Mimpi itu tidak padam—ia hanya beristirahat sejenak, menunggu aku memanggilnya kembali, dengan keyakinan yang lebih dewasa tapi hati yang tetap hangat seperti dulu.

Hidup orang dewasa memang berbeda.
Kini, impian sering kali berganti bentuk menjadi daftar sederhana: rumah kecil yang nyaman, pekerjaan yang stabil, keluarga yang utuh. Tak ada yang salah dengan itu. Tapi kadang, di sela-sela kesibukan, aku rindu pada diriku yang dulu—gadis yang berani bermimpi tanpa takut gagal, yang percaya bahwa dunia bisa ditaklukkan dengan tekad dan sedikit keberanian.

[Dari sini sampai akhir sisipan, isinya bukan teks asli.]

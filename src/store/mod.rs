// src/store/mod.rs

//! Persistence boundary. Handlers talk to a `QuizStore` trait object so the
//! same routes run against Postgres in production and memory in tests.

use std::sync::Arc;

use async_trait::async_trait;
use uuid::Uuid;

use crate::models::{
    attempt::{AttemptFilter, QuizAttempt},
    quiz::{Quiz, QuizFilter},
    school::{Class, ClassFilter, School},
    user::{User, UserFilter},
};

pub mod memory;
pub mod postgres;

pub use memory::MemoryStore;
pub use postgres::PgStore;

#[derive(Debug, thiserror::Error)]
pub enum StoreError {
    #[error("{0} not found")]
    NotFound(&'static str),

    /// A conditional write lost: duplicate key, or an attempt already open.
    #[error("{0}")]
    Conflict(String),

    #[error("storage backend failed: {0}")]
    Backend(String),
}

impl From<sqlx::Error> for StoreError {
    fn from(err: sqlx::Error) -> Self {
        match &err {
            sqlx::Error::RowNotFound => StoreError::NotFound("record"),
            sqlx::Error::Database(db) if db.is_unique_violation() => {
                StoreError::Conflict(db.message().to_string())
            }
            _ => StoreError::Backend(err.to_string()),
        }
    }
}

impl From<serde_json::Error> for StoreError {
    fn from(err: serde_json::Error) -> Self {
        StoreError::Backend(err.to_string())
    }
}

pub type StoreResult<T> = Result<T, StoreError>;

#[async_trait]
pub trait QuizStore: Send + Sync {
    fn backend_tag(&self) -> &'static str;

    async fn create_user(&self, user: User) -> StoreResult<User>;
    async fn find_user(&self, id: Uuid) -> StoreResult<Option<User>>;
    async fn find_user_by_email(&self, email: &str) -> StoreResult<Option<User>>;
    async fn update_user(&self, user: &User) -> StoreResult<()>;
    async fn list_users(&self, filter: &UserFilter) -> StoreResult<Vec<User>>;

    async fn create_school(&self, school: School) -> StoreResult<School>;
    async fn find_school(&self, id: Uuid) -> StoreResult<Option<School>>;
    async fn update_school(&self, school: &School) -> StoreResult<()>;
    async fn list_schools(&self) -> StoreResult<Vec<School>>;

    async fn create_class(&self, class: Class) -> StoreResult<Class>;
    /// Active classes of a school, by year group then name.
    async fn list_classes(&self, school_id: Uuid, filter: &ClassFilter) -> StoreResult<Vec<Class>>;

    async fn create_quiz(&self, quiz: Quiz) -> StoreResult<Quiz>;
    /// `NotFound` when absent.
    async fn load_quiz(&self, id: Uuid) -> StoreResult<Quiz>;
    async fn update_quiz(&self, quiz: &Quiz) -> StoreResult<()>;
    /// Active quizzes matching `filter`, newest first.
    async fn list_quizzes(&self, filter: &QuizFilter) -> StoreResult<Vec<Quiz>>;

    /// Inserts only if the student has no in-progress attempt on the quiz;
    /// otherwise `Conflict`.
    async fn create_attempt(&self, attempt: QuizAttempt) -> StoreResult<QuizAttempt>;
    async fn load_attempt(&self, id: Uuid) -> StoreResult<QuizAttempt>;
    /// Overwrites an in-progress attempt. A completed attempt is never
    /// rewritten; the call fails with `Conflict`.
    async fn save_attempt(&self, attempt: &QuizAttempt) -> StoreResult<()>;
    /// Newest first.
    async fn list_attempts(&self, filter: &AttemptFilter) -> StoreResult<Vec<QuizAttempt>>;
}

pub type DynStore = Arc<dyn QuizStore>;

Dan jika suatu hari nanti aku benar-benar menjejakkan kaki di Jepang, aku tahu aku tak akan menangis karena akhirnya sampai—tapi karena aku tak pernah berhenti percaya.

Karena mimpi, seaneh apa pun bentuknya, adalah jantung kehidupan.
Ia tumbuh seiring waktu, berubah, berkelok, tapi tak pernah benar-benar hilang.
Selama kita masih berani berharap, selama kita masih ingin berjuang, mimpi akan selalu menemukan jalannya untuk kembali pulang.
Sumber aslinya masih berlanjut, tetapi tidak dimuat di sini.